DADDY DAY CAMP

D

How bad does a sequel to an Eddie Murphy movie have to be before Murphy declines to appear in it? If this follow-up to 2003’s “Daddy Day Care” is any indication, the answer is: very.

Cuba Gooding, Jr., takes over as Charlie Hinton, who, along with buddy Phil Ryerson (Paul Rae, stepping into Jeff Garlin’s ample shoes), has made an unlikely success with a day-care business after the two guys lost their jobs. In this second installment—also penned by Geoff Rodkey, who in the intervening years wrote such gems as “RV” and “The Shaggy Dog” (and this time with input from J. David Stem and David N. Weiss, whose resume includes Ice Cube’s dreadful John Hughes ripoff “Are We There Yet?”)—Charlie and Phil decide to enroll their boys in their old summer Camp Driftwood, only to find the place is a wreck, overshadowed by its nearby old rival, the ritzy Camp Canola. On a whim Charlie decides to invest in Driftwood and restore it to its former glory, not only for his son’s sake but to best Camp Canola’s smarmy owner, Lance Warner (Lochlyn Munro), who just happens to be the fellow who humiliated him during the inter-camp “Olympics” years before.

Of course, the rickety camp quickly becomes a white elephant, siphoning off money and losing enrollees due to understandable safety concerns on the part of the parents. And Charlie’s decision to mortgage his own house to keep it going threatens to be a disaster for him and supportive wife Kim (Tamala Jones, replacing Regina King). Things get so desperate that Charlie—whose only additional staff member is the eager but inept Dale (Joshua McLeran, effectively taking over for Steve Zahn)—agrees to call in his estranged dad Buck (Richard Gant), a retired Marine colonel, to help; and so in the process of preparing the remaining tykes for another session of those Olympics that’s been forced on him, Charlie bonds not only with his son Ben (Spencir Bridges) but his dad, too.

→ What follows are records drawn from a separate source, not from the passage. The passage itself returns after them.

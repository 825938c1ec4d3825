use super::ids::AtomId;
use std::collections::HashMap;
use std::fmt;

#[derive(Debug, Clone, Copy, PartialEq, Eq, Hash, PartialOrd, Ord)]
pub enum AminoAcid {
    // --- Aliphatic, Nonpolar ---
    Alanine,    // ALA
    Glycine,    // GLY
    Isoleucine, // ILE
    Leucine,    // LEU
    Proline,    // PRO
    Valine,     // VAL

    // --- Aromatic ---
    Phenylalanine, // PHE
    Tryptophan,    // TRP
    Tyrosine,      // TYR

    // --- Polar, Uncharged ---
    Asparagine, // ASN
    Cysteine,   // CYS
    Glutamine,  // GLN
    Serine,     // SER
    Threonine,  // THR
    Methionine, // MET

    // --- Positively Charged (Basic) ---
    Arginine,  // ARG
    Histidine, // HIS
    Lysine,    // LYS

    // --- Negatively Charged (Acidic) ---
    AsparticAcid, // ASP
    GlutamicAcid, // GLU
}

impl AminoAcid {
    pub const ALL: [AminoAcid; 20] = [
        Self::Alanine,
        Self::Glycine,
        Self::Isoleucine,
        Self::Leucine,
        Self::Proline,
        Self::Valine,
        Self::Phenylalanine,
        Self::Tryptophan,
        Self::Tyrosine,
        Self::Asparagine,
        Self::Cysteine,
        Self::Glutamine,
        Self::Serine,
        Self::Threonine,
        Self::Methionine,
        Self::Arginine,
        Self::Histidine,
        Self::Lysine,
        Self::AsparticAcid,
        Self::GlutamicAcid,
    ];

    pub fn three_letter_code(self) -> &'static str {
        match self {
            Self::Alanine => "ALA",
            Self::Glycine => "GLY",
            Self::Isoleucine => "ILE",
            Self::Leucine => "LEU",
            Self::Proline => "PRO",
            Self::Valine => "VAL",
            Self::Phenylalanine => "PHE",
            Self::Tryptophan => "TRP",
            Self::Tyrosine => "TYR",
            Self::Asparagine => "ASN",
            Self::Cysteine => "CYS",
            Self::Glutamine => "GLN",
            Self::Serine => "SER",
            Self::Threonine => "THR",
            Self::Methionine => "MET",
            Self::Arginine => "ARG",
            Self::Histidine => "HIS",
            Self::Lysine => "LYS",
            Self::AsparticAcid => "ASP",
            Self::GlutamicAcid => "GLU",
        }
    }

    pub fn one_letter_code(self) -> char {
        match self {
            Self::Alanine => 'A',
            Self::Glycine => 'G',
            Self::Isoleucine => 'I',
            Self::Leucine => 'L',
            Self::Proline => 'P',
            Self::Valine => 'V',
            Self::Phenylalanine => 'F',
            Self::Tryptophan => 'W',
            Self::Tyrosine => 'Y',
            Self::Asparagine => 'N',
            Self::Cysteine => 'C',
            Self::Glutamine => 'Q',
            Self::Serine => 'S',
            Self::Threonine => 'T',
            Self::Methionine => 'M',
            Self::Arginine => 'R',
            Self::Histidine => 'H',
            Self::Lysine => 'K',
            Self::AsparticAcid => 'D',
            Self::GlutamicAcid => 'E',
        }
    }

    pub fn full_name(self) -> &'static str {
        match self {
            Self::Alanine => "Alanine",
            Self::Glycine => "Glycine",
            Self::Isoleucine => "Isoleucine",
            Self::Leucine => "Leucine",
            Self::Proline => "Proline",
            Self::Valine => "Valine",
            Self::Phenylalanine => "Phenylalanine",
            Self::Tryptophan => "Tryptophan",
            Self::Tyrosine => "Tyrosine",
            Self::Asparagine => "Asparagine",
            Self::Cysteine => "Cysteine",
            Self::Glutamine => "Glutamine",
            Self::Serine => "Serine",
            Self::Threonine => "Threonine",
            Self::Methionine => "Methionine",
            Self::Arginine => "Arginine",
            Self::Histidine => "Histidine",
            Self::Lysine => "Lysine",
            Self::AsparticAcid => "Aspartic Acid",
            Self::GlutamicAcid => "Glutamic Acid",
        }
    }
}

/// Parent base of a nucleotide. Modified nucleotides map to their unmodified parent.
#[derive(Debug, Clone, Copy, PartialEq, Eq, Hash, PartialOrd, Ord)]
pub enum NucleotideBase {
    Adenine,
    Cytosine,
    Guanine,
    Inosine,
    Thymine,
    Uracil,
}

impl NucleotideBase {
    pub const ALL: [NucleotideBase; 6] = [
        Self::Adenine,
        Self::Cytosine,
        Self::Guanine,
        Self::Inosine,
        Self::Thymine,
        Self::Uracil,
    ];

    pub fn one_letter_code(self) -> char {
        match self {
            Self::Adenine => 'A',
            Self::Cytosine => 'C',
            Self::Guanine => 'G',
            Self::Inosine => 'I',
            Self::Thymine => 'T',
            Self::Uracil => 'U',
        }
    }

    pub fn full_name(self) -> &'static str {
        match self {
            Self::Adenine => "Adenylate",
            Self::Cytosine => "Cytidylate",
            Self::Guanine => "Guanylate",
            Self::Inosine => "Inosinate",
            Self::Thymine => "Thymidylate",
            Self::Uracil => "Uridylate",
        }
    }

    pub fn is_purine(self) -> bool {
        matches!(self, Self::Adenine | Self::Guanine | Self::Inosine)
    }

    pub fn is_pyrimidine(self) -> bool {
        !self.is_purine()
    }

    pub fn occurs_in_dna(self) -> bool {
        matches!(
            self,
            Self::Adenine | Self::Cytosine | Self::Guanine | Self::Thymine
        )
    }

    pub fn occurs_in_rna(self) -> bool {
        matches!(
            self,
            Self::Adenine | Self::Cytosine | Self::Guanine | Self::Uracil
        )
    }
}

/// Semantic classification of a residue, resolved once from its code.
#[derive(Debug, Clone, Copy, PartialEq, Eq, Hash, Default)]
pub enum ResidueClass {
    AminoAcid(AminoAcid),
    Nucleotide(NucleotideBase),
    Solvent,
    #[default]
    Unknown,
}

impl ResidueClass {
    pub fn is_amino_acid(&self) -> bool {
        matches!(self, Self::AminoAcid(_))
    }

    pub fn is_nucleotide(&self) -> bool {
        matches!(self, Self::Nucleotide(_))
    }

    pub fn is_solvent(&self) -> bool {
        matches!(self, Self::Solvent)
    }

    pub fn nucleotide_base(&self) -> Option<NucleotideBase> {
        match self {
            Self::Nucleotide(base) => Some(*base),
            _ => None,
        }
    }

    /// One-letter code used in sequence strings; `'X'` for anything without one.
    pub fn one_letter_code(&self) -> char {
        match self {
            Self::AminoAcid(aa) => aa.one_letter_code(),
            Self::Nucleotide(base) => base.one_letter_code(),
            Self::Solvent | Self::Unknown => 'X',
        }
    }
}

impl fmt::Display for ResidueClass {
    fn fmt(&self, f: &mut fmt::Formatter<'_>) -> fmt::Result {
        match self {
            Self::AminoAcid(aa) => write!(f, "{}", aa.full_name()),
            Self::Nucleotide(base) => write!(f, "{}", base.full_name()),
            Self::Solvent => f.write_str("Solvent"),
            Self::Unknown => f.write_str("Unknown"),
        }
    }
}

/// Rewrites modern prime notation (`C1'`) to the legacy star notation (`C1*`)
/// used by the residue bond dictionaries.
pub fn normalize_atom_name(name: &str) -> String {
    name.replace('\'', "*")
}

/// A residue within a molecule.
///
/// Atoms are referenced by [`AtomId`]; the atoms themselves live in the parent
/// molecule. Sequence neighbors are stored as indices into the molecule's residue
/// list and are only set by residue linking.
#[derive(Debug, Clone, PartialEq)]
pub struct Residue {
    /// Residue sequence number from the source.
    pub number: i32,
    /// Insertion code (' ' when absent).
    pub insertion_code: char,
    /// Chain identifier (' ' when absent).
    pub chain_id: char,
    /// Residue code as written, trimmed (e.g., "ALA", "A", "PSU").
    pub name: String,
    class: ResidueClass,
    pub(crate) atoms: Vec<AtomId>,
    atom_name_map: HashMap<String, Vec<AtomId>>,
    pub(crate) previous: Option<usize>,
    pub(crate) next: Option<usize>,
}

impl Residue {
    pub(crate) fn new(
        number: i32,
        insertion_code: char,
        chain_id: char,
        name: &str,
        class: ResidueClass,
    ) -> Self {
        Self {
            number,
            insertion_code,
            chain_id,
            name: name.trim().to_string(),
            class,
            atoms: Vec::new(),
            atom_name_map: HashMap::new(),
            previous: None,
            next: None,
        }
    }

    /// Registers an atom under its raw, trimmed and prime-normalized names.
    pub(crate) fn add_atom(&mut self, atom_name: &str, atom_id: AtomId) {
        self.atoms.push(atom_id);

        let normalized = normalize_atom_name(atom_name);
        let mut keys = vec![
            atom_name.to_string(),
            atom_name.trim().to_string(),
            normalized.trim().to_string(),
            normalized,
        ];
        keys.sort();
        keys.dedup();
        for key in keys {
            self.atom_name_map.entry(key).or_default().push(atom_id);
        }
    }

    pub fn class(&self) -> ResidueClass {
        self.class
    }

    pub fn atoms(&self) -> &[AtomId] {
        &self.atoms
    }

    /// First atom registered under `name`. Both `" C1'"` and `" C1*"` spellings resolve.
    pub fn atom(&self, name: &str) -> Option<AtomId> {
        self.atoms_named(name).first().copied()
    }

    /// All atoms registered under `name`, one per alternate location.
    pub fn atoms_named(&self, name: &str) -> &[AtomId] {
        self.atom_name_map
            .get(name)
            .or_else(|| self.atom_name_map.get(&normalize_atom_name(name)))
            .map(Vec::as_slice)
            .unwrap_or(&[])
    }

    pub fn previous(&self) -> Option<usize> {
        self.previous
    }

    pub fn next(&self) -> Option<usize> {
        self.next
    }

    /// Sort key used for canonical ordering: number first, then insertion code.
    pub fn sequence_key(&self) -> (i32, char) {
        (self.number, self.insertion_code)
    }

    /// Short human-readable label such as `G12` or `A7B`.
    pub fn label(&self) -> String {
        let mut label = format!("{}{}", self.class.one_letter_code(), self.number);
        if self.insertion_code != ' ' {
            label.push(self.insertion_code);
        }
        label
    }
}

#[cfg(test)]
mod tests {
    use super::*;
    use slotmap::KeyData;

    fn dummy_atom_id(n: u64) -> AtomId {
        AtomId::from(KeyData::from_ffi(n))
    }

    #[test]
    fn new_residue_initializes_fields_correctly() {
        let residue = Residue::new(
            10,
            ' ',
            'A',
            " GLY ",
            ResidueClass::AminoAcid(AminoAcid::Glycine),
        );
        assert_eq!(residue.number, 10);
        assert_eq!(residue.name, "GLY");
        assert_eq!(residue.chain_id, 'A');
        assert!(residue.atoms().is_empty());
        assert!(residue.atom(" CA ").is_none());
        assert!(residue.previous().is_none());
        assert!(residue.next().is_none());
    }

    #[test]
    fn atoms_resolve_by_raw_trimmed_and_prime_normalized_names() {
        let mut residue = Residue::new(
            1,
            ' ',
            'A',
            "G",
            ResidueClass::Nucleotide(NucleotideBase::Guanine),
        );
        let c1 = dummy_atom_id(1);
        residue.add_atom(" C1'", c1);

        assert_eq!(residue.atom(" C1'"), Some(c1));
        assert_eq!(residue.atom(" C1*"), Some(c1));
        assert_eq!(residue.atom("C1*"), Some(c1));
        assert_eq!(residue.atom("C1'"), Some(c1));
        assert_eq!(residue.atoms(), &[c1]);
    }

    #[test]
    fn alternate_locations_share_a_name() {
        let mut residue = Residue::new(
            3,
            ' ',
            'A',
            "SER",
            ResidueClass::AminoAcid(AminoAcid::Serine),
        );
        let og_a = dummy_atom_id(1);
        let og_b = dummy_atom_id(2);
        residue.add_atom(" OG ", og_a);
        residue.add_atom(" OG ", og_b);

        assert_eq!(residue.atom(" OG "), Some(og_a));
        assert_eq!(residue.atoms_named(" OG "), &[og_a, og_b]);
        assert_eq!(residue.atoms().len(), 2);
    }

    #[test]
    fn label_includes_insertion_code_when_present() {
        let plain = Residue::new(
            7,
            ' ',
            'A',
            "A",
            ResidueClass::Nucleotide(NucleotideBase::Adenine),
        );
        let inserted = Residue::new(
            7,
            'B',
            'A',
            "A",
            ResidueClass::Nucleotide(NucleotideBase::Adenine),
        );
        assert_eq!(plain.label(), "A7");
        assert_eq!(inserted.label(), "A7B");
        assert!(plain.sequence_key() < inserted.sequence_key());
    }

    #[test]
    fn nucleotide_bases_partition_into_purines_and_pyrimidines() {
        let purines: Vec<_> = NucleotideBase::ALL
            .iter()
            .filter(|b| b.is_purine())
            .map(|b| b.one_letter_code())
            .collect();
        assert_eq!(purines, vec!['A', 'G', 'I']);
        assert!(NucleotideBase::Thymine.occurs_in_dna());
        assert!(!NucleotideBase::Thymine.occurs_in_rna());
        assert!(NucleotideBase::Uracil.occurs_in_rna());
    }

    #[test]
    fn amino_acid_codes_are_unique() {
        let mut codes: Vec<_> = AminoAcid::ALL.iter().map(|a| a.three_letter_code()).collect();
        codes.sort();
        codes.dedup();
        assert_eq!(codes.len(), 20);
    }
}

“Daddy Day Camp” plays like one of those direct-to-DVD (or direct to cable) sequels of kiddie movies that have proliferated in recent years—the ones in which the members of the original cast are mysteriously AWOL. It’s even directed by someone who’s heretofore specialized in doing episodes of programs on family-friendly networks—Fred Savage, the former child star (“The Wonder Years,” “The Princess Bride”), here making his feature debut behind the camera. The action is desperately rambunctious but nonetheless limp (with kids shown indulging heedlessly in some activities—like riding all-terrain bikes and shooting arrows—that are actually rather dangerous) and the performances scaled to the small screen (where mugging like Gooding’s and Munro’s is less irritating due to the shrunken size and the high dosage of schmaltz more acceptable). It’s the sort of picture that might keep a bunch of rowdy eight-year olds reasonably amused on the tube in the family room, but seems woefully out of place in a theatre auditorium, where anybody older than that will probably be squirming in discomfort long before the big, but tepid Olympics finale.

It looks like a television product, too, with a tacky physical production and over-bright cinematography (courtesy of Geno Salvatori).

Memo to Cuba: if you’re offered the lead in a sequel to Murphy’s “Pluto Nash,” say no.